Also, splendid special effects, as opposed to pure VFX. The pan from the crashed shuttle miniature to the full-scale away team is smooooooth. The Armus oil slick is a cool-sounding concept that by all accounts should have failed miserably in practice, yet it actually works just fine; it's IMHO more convincingly creepy than some of the Odo CGI morphs in DS9. The only minus point here is the silly monocolor studio sky, as the rest of the set
could have done justice to an attempt to seriously portray an alien planet.

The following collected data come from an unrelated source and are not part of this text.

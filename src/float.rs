//! Floating-point abstraction so the grid can run in `f32` or `f64`.

use core::cmp::PartialOrd;
use core::ops::{Add, Div, Mul, Neg, Sub};

/// Scalar operations needed by the point-mass grid.
///
/// Implemented for `f32` and `f64` on top of `libm`, which keeps the crate
/// usable without `std`.
pub trait Float:
    Copy
    + Clone
    + PartialEq
    + PartialOrd
    + Add<Output = Self>
    + Sub<Output = Self>
    + Mul<Output = Self>
    + Div<Output = Self>
    + Neg<Output = Self>
    + Default
    + core::fmt::Debug
    + core::fmt::Display
{
    /// The additive identity (0.0).
    fn zero() -> Self;
    /// The multiplicative identity (1.0).
    fn one() -> Self;
    /// Half (0.5).
    fn half() -> Self;
    /// Two (2.0).
    fn two() -> Self;
    /// Square root.
    fn sqrt(self) -> Self;
    /// Absolute value.
    fn abs(self) -> Self;
    /// Minimum of two values.
    fn min(self, other: Self) -> Self;
    /// Maximum of two values.
    fn max(self, other: Self) -> Self;
    /// Floor.
    fn floor(self) -> Self;
    /// `false` for NaN and the infinities.
    fn is_finite(self) -> bool;
    /// Convert from f32 (for constants and configuration).
    fn from_f32(v: f32) -> Self;
    /// Convert a grid count or index.
    fn from_usize(v: usize) -> Self;
    /// Lossy conversion for handing vertices to a renderer.
    fn to_f32(self) -> f32;

    /// Clamp self to [min, max].
    fn clamp(self, min: Self, max: Self) -> Self {
        self.max(min).min(max)
    }

    /// Check if approximately zero within epsilon.
    fn is_near_zero(self, epsilon: Self) -> bool {
        self.abs() < epsilon
    }
}

impl Float for f32 {
    fn zero() -> Self { 0.0 }
    fn one() -> Self { 1.0 }
    fn half() -> Self { 0.5 }
    fn two() -> Self { 2.0 }
    fn sqrt(self) -> Self { libm::sqrtf(self) }
    fn abs(self) -> Self { libm::fabsf(self) }
    fn min(self, other: Self) -> Self { if self < other { self } else { other } }
    fn max(self, other: Self) -> Self { if self > other { self } else { other } }
    fn floor(self) -> Self { libm::floorf(self) }
    fn is_finite(self) -> bool { f32::is_finite(self) }
    fn from_f32(v: f32) -> Self { v }
    fn from_usize(v: usize) -> Self { v as f32 }
    fn to_f32(self) -> f32 { self }
}

impl Float for f64 {
    fn zero() -> Self { 0.0 }
    fn one() -> Self { 1.0 }
    fn half() -> Self { 0.5 }
    fn two() -> Self { 2.0 }
    fn sqrt(self) -> Self { libm::sqrt(self) }
    fn abs(self) -> Self { libm::fabs(self) }
    fn min(self, other: Self) -> Self { if self < other { self } else { other } }
    fn max(self, other: Self) -> Self { if self > other { self } else { other } }
    fn floor(self) -> Self { libm::floor(self) }
    fn is_finite(self) -> bool { f64::is_finite(self) }
    fn from_f32(v: f32) -> Self { v as f64 }
    fn from_usize(v: usize) -> Self { v as f64 }
    fn to_f32(self) -> f32 { self as f32 }
}

#[cfg(test)]
mod tests {
    use super::*;

    #[test]
    fn clamp_limits_both_ends() {
        assert_eq!(5.0f32.clamp(0.0, 1.0), 1.0);
        assert_eq!((-5.0f64).clamp(0.0, 1.0), 0.0);
    }

    #[test]
    fn finiteness() {
        assert!(1.0f32.is_finite());
        assert!(!Float::is_finite(f32::NAN));
        assert!(!Float::is_finite(f64::INFINITY));
    }
}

damn they must not really care that much about anyone else she is trying to save, kidding
Well, I'm not - it jarred quite a bit that Crusher would go to exceptional effort for this Lieutenant just because she is a main character. I'm thankful the effort wasn't even more prolonged and intense...
I rather liked the scale of things here. On one hand, it's compact and intimate: a simple shuttle crash endangering just two people instead of the entire universe, a single annoying creature that provides a temporary delay in the rescue ops, a sad story quickly forgotten. On the other, there's the high-concept nature of Armus, a nice scifi touch that doesn't really require any more exposition or extrapolation.
And I never got the argument that Yar's death wasn't good drama. It's not supposed to be universe-rattling, as these people barely know each other anyway. It's a simple death, something they could have done with any redshirt, and it's just a dramatic bonus that it happens to a main character. Nice to see how these folks do eulogies or wakes, and this episode gave the excuse to show one; it would have felt out of place in any other episode, for any other death that already carried more of a dramatic ballast.